Data quality models

Supported quality/utility models

Measuring data quality is a complex issue and ARX supports multiple models that can be used as objective functions for optimizing the output data of an anonymization process. Typically, these methods model a decrease in data quality as an increase in information loss, which can be quantified. ARX supports quality models, which measure quality based on individual cell values, attributes or records and a workload-aware model focusing on the generation of classification models.

Cell-oriented and attribute-oriented models can be parameterized with different aggregate functions, which define how the individual measures will be compiled into a global measure for the overall dataset. The following aggregate functions are available:

  1. Rank: Ordered list of measurements for all attributes, which will be compared lexicographically.
  2. Geometric mean: The geometric mean of the measurements for all attributes.
  3. Arithmetic mean: The arithmetic mean of the measurements for all attributes.
  4. Sum: The sum of the measurements for all attribute
  5. Maximum: The maximum of the measurements for all attributes

Cell-oriented and attribute-oriented measures can further parameterized with attribute weights, which specify the importance of the attributes for further analyses. ARX will try to reduce the degree of transformation that is applied to attributes with higher importance.

Cell-oriented general-purpose models

  1. Granularity/loss: This measure summarizes the degree to which transformed attribute values cover the original domain of an attribute. ARX implements sophisticated methods for quantifying this coverage based on functional representations of generalization rules. Moreover, the model can be parameterized to influence the degree of generalization and suppression that will be applied to a dataset. More information can be found here.
  2. Precision: This model estimates data quality based on normalized generalization levels of transformed attribute values. More information can be found here.

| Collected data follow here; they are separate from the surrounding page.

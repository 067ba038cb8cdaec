//! Score aggregation.
//!
//! This module provides:
//! - [`ScoreVersion`]: immutable, versioned rubrics selected by name
//! - [`Grade`]: letter grades derived from the composite score
//! - [`ScanResult`]: the report returned for every completed scan
//!
//! Aggregation is pure: the same four check results under the same version
//! always produce the same report.

mod grade;
mod rubric;

use serde::Serialize;

use crate::checks::CheckResult;
use crate::provider::ProviderTag;

pub use grade::Grade;
pub use rubric::{
    DkimRubric, DmarcRubric, MxRubric, ScoreVersion, SelectorTable, SpfRubric, V1_0,
};

/// Per-control results, serialized in a fixed order.
#[derive(Debug, Clone, PartialEq, Eq, Serialize)]
pub struct Checks {
    pub mx: CheckResult,
    pub spf: CheckResult,
    pub dkim: CheckResult,
    pub dmarc: CheckResult,
}

impl Checks {
    /// The four results in report order.
    pub fn iter(&self) -> impl Iterator<Item = &CheckResult> {
        [&self.mx, &self.spf, &self.dkim, &self.dmarc].into_iter()
    }
}

/// The report for one scan.
#[derive(Debug, Clone, PartialEq, Eq, Serialize)]
pub struct ScanResult {
    /// Normalized domain that was assessed
    pub domain: String,
    /// Composite score, 0 to 100
    pub score: u32,
    pub grade: Grade,
    /// Name of the rubric that produced `score` and `grade`
    pub score_version: String,
    pub provider: ProviderTag,
    pub checks: Checks,
    /// Deduplicated fixes in first-seen order
    pub remediation: Vec<String>,
}

/// Combines four check results into the final report.
pub fn aggregate(
    domain: &str,
    version: &ScoreVersion,
    provider: ProviderTag,
    checks: Checks,
) -> ScanResult {
    let total: u32 = checks
        .iter()
        .map(|c| c.points.min(c.max_points))
        .sum();
    let score = total.min(version.max_score()).min(100);

    ScanResult {
        domain: domain.to_string(),
        score,
        grade: version.grade(score),
        score_version: version.name.to_string(),
        provider,
        remediation: collect_remediation(&checks),
        checks,
    }
}

fn collect_remediation(checks: &Checks) -> Vec<String> {
    let mut out: Vec<String> = Vec::new();
    for hint in checks.iter().flat_map(CheckResult::remediation) {
        if !out.iter().any(|seen| seen == hint) {
            out.push(hint.to_string());
        }
    }
    out
}

#[cfg(test)]
mod tests;
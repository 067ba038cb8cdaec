//! DNS access for one scan.
//!
//! This module provides:
//! - The [`DnsResolver`] seam with a `hickory-resolver` implementation and a
//!   [`MockResolver`] for tests
//! - The [`DnsGateway`]: per-scan memoization, bounded retry of transient
//!   failures, and the scan deadline
//! - Record types ([`DnsRecordSet`], [`DnsRecord`]) and failure classification ([`DnsError`])
//!
//! Only MX, A, AAAA and TXT are supported; nothing else is needed for scoring.

mod gateway;
mod mock;
mod records;
mod resolver;

// Re-export public API
pub use gateway::DnsGateway;
pub use mock::MockResolver;
pub use records::{DnsError, DnsRecord, DnsRecordSet, MxHost, RecordType};
pub use resolver::{DnsResolver, HickoryResolver};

Attribute-oriented general-purpose models

  1. Non-uniform entropy: This model quantifies loss of information based on mutual information, which measures the amount of information that can be obtained about the original values of variables in the input dataset by observing the values of variables in the output dataset. The non-uniform variant implemented in ARX is described here
  2. Height: This very simple model quantifies loss of information as the sum of the generalization levels applied to all attribute values.

Record-oriented general-purpose models

  1. Average equivalence class size: This model estimates data quality by calculating the average size of classes of indistinguishable records. It does not take into account the actual attribute values in the output dataset. More information can be found here.
  2. Discernibility: This model also estimates data quality based on the size of the equivalence classes in the output dataset. Records which are suppressed are penalized. It does not take into account the actual attribute values in the output dataset. For further information, see here and here.
  3. Ambiguity: This model quantifies the degree to which the records in the output dataset are ambiguous. More information can be found here.
  4. Entropy-based model: This model has been proposed here.

Special-purpose models

ARX also implements a model for maximizing the data publisher's benefit following the game-theoretic approach implemented in the profitability privacy model. For further details, please see here and here.

Since version 3.7.0 ARX further implements a model for optimizing output data towards suitability as a training set for building classification models. For more details, please see here.